[[ Supplied material open ]]

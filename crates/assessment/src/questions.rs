//! Question catalog shown by the driving shells

use agent_exposure_common::{
    Answer, AutonomyLevel, DataSensitivity, DecisionImpact, Step,
};
use serde::Serialize;
use strum::IntoEnumIterator;

#[cfg(feature = "openapi")]
use utoipa::ToSchema;

/// A selectable answer and the JSON value that submits it
#[derive(Debug, Clone, PartialEq, Serialize)]
#[cfg_attr(feature = "openapi", derive(ToSchema))]
pub struct AnswerOption {
    pub label: String,
    #[cfg_attr(feature = "openapi", schema(value_type = Object))]
    pub value: serde_json::Value,
}

#[derive(Debug, Clone, PartialEq, Serialize)]
#[cfg_attr(feature = "openapi", derive(ToSchema))]
#[serde(rename_all = "camelCase")]
pub struct Question {
    pub step: Step,
    pub number: u8,
    pub title: String,
    pub help: String,
    /// Checkbox wording for yes/no steps
    pub prompt: Option<String>,
    pub options: Vec<AnswerOption>,
    #[serde(skip)]
    answers: Vec<Answer>,
}

impl Question {
    /// Answer behind the 1-based option number
    pub fn option(&self, number: usize) -> Option<Answer> {
        number
            .checked_sub(1)
            .and_then(|index| self.answers.get(index))
            .copied()
    }

    /// 1-based option number of an answer, if it belongs to this question
    pub fn option_number(&self, answer: Answer) -> Option<usize> {
        self.answers
            .iter()
            .position(|candidate| *candidate == answer)
            .map(|index| index + 1)
    }
}

pub fn question(step: Step) -> Question {
    let (title, help, prompt) = match step {
        Step::Autonomy => (
            "Autonomy Level",
            "Degree to which the agent acts independently without human review. \
             Higher autonomy increases systemic exposure.",
            None,
        ),
        Step::ToolAccess => (
            "Tool Invocation Capability",
            "Ability for the agent to execute external tools, APIs, or system actions. \
             Tool access materially increases operational risk.",
            Some("Agent can call external APIs or tools"),
        ),
        Step::PublicInput => (
            "External Exposure",
            "Whether the agent accepts untrusted or public-facing input. \
             External exposure increases prompt injection and misuse risk.",
            Some("Agent accepts public or untrusted input"),
        ),
        Step::DataSensitivity => (
            "Data Sensitivity Level",
            "Nature of data the agent processes. \
             Higher sensitivity increases regulatory and reputational exposure.",
            None,
        ),
        Step::DecisionImpact => (
            "Decision Criticality",
            "Degree to which agent outputs influence or execute business actions. \
             Execution authority significantly increases risk exposure.",
            None,
        ),
    };

    let answers = answers_for(step);
    let options = answers.iter().map(|answer| option_for(*answer)).collect();

    Question {
        step,
        number: step.number(),
        title: title.to_string(),
        help: help.to_string(),
        prompt: prompt.map(str::to_string),
        options,
        answers,
    }
}

/// All five questions in order
pub fn catalog() -> Vec<Question> {
    Step::iter().map(question).collect()
}

fn answers_for(step: Step) -> Vec<Answer> {
    match step {
        Step::Autonomy => AutonomyLevel::iter().map(Answer::Autonomy).collect(),
        Step::ToolAccess => vec![Answer::ToolAccess(true), Answer::ToolAccess(false)],
        Step::PublicInput => vec![Answer::PublicInput(true), Answer::PublicInput(false)],
        Step::DataSensitivity => DataSensitivity::iter()
            .map(Answer::DataSensitivity)
            .collect(),
        Step::DecisionImpact => DecisionImpact::iter().map(Answer::DecisionImpact).collect(),
    }
}

fn option_for(answer: Answer) -> AnswerOption {
    let value = match answer {
        Answer::ToolAccess(flag) | Answer::PublicInput(flag) => serde_json::Value::Bool(flag),
        Answer::Autonomy(level) => serde_json::Value::String(format!("{:?}", level)),
        Answer::DataSensitivity(level) => serde_json::Value::String(format!("{:?}", level)),
        Answer::DecisionImpact(level) => serde_json::Value::String(format!("{:?}", level)),
    };

    AnswerOption {
        label: answer.to_string(),
        value,
    }
}

#[cfg(test)]
mod tests {
    use super::*;

    #[test]
    fn test_option_values_decode_back_to_answers() {
        for question in catalog() {
            for (index, option) in question.options.iter().enumerate() {
                let decoded = Answer::from_json(question.step, &option.value).unwrap();
                assert_eq!(question.option(index + 1), Some(decoded));
            }
        }
    }

    #[test]
    fn test_option_numbers_are_one_based() {
        let autonomy = question(Step::Autonomy);
        assert_eq!(autonomy.option(0), None);
        assert_eq!(
            autonomy.option(1),
            Some(Answer::Autonomy(AutonomyLevel::HumanInTheLoop))
        );
        assert_eq!(autonomy.option(4), None);
        assert_eq!(
            autonomy.option_number(Answer::Autonomy(AutonomyLevel::FullyAutonomous)),
            Some(3)
        );
        assert_eq!(autonomy.option_number(Answer::ToolAccess(true)), None);
    }
}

[[ Supplied material closed ]]

__Instructions for the task__: The required output is the set of lines from the first line of the data through the line that contains "#[serde(skip)]", transcribed exactly.

__Expected answer__:
filename crates/assessment/src/questions.rs
//! Question catalog shown by the driving shells

use agent_exposure_common::{
    Answer, AutonomyLevel, DataSensitivity, DecisionImpact, Step,
};
use serde::Serialize;
use strum::IntoEnumIterator;

#[cfg(feature = "openapi")]
use utoipa::ToSchema;

/// A selectable answer and the JSON value that submits it
#[derive(Debug, Clone, PartialEq, Serialize)]
#[cfg_attr(feature = "openapi", derive(ToSchema))]
pub struct AnswerOption {
    pub label: String,
    #[cfg_attr(feature = "openapi", schema(value_type = Object))]
    pub value: serde_json::Value,
}

#[derive(Debug, Clone, PartialEq, Serialize)]
#[cfg_attr(feature = "openapi", derive(ToSchema))]
#[serde(rename_all = "camelCase")]
pub struct Question {
    pub step: Step,
    pub number: u8,
    pub title: String,
    pub help: String,
    /// Checkbox wording for yes/no steps
    pub prompt: Option<String>,
    pub options: Vec<AnswerOption>,
    #[serde(skip)]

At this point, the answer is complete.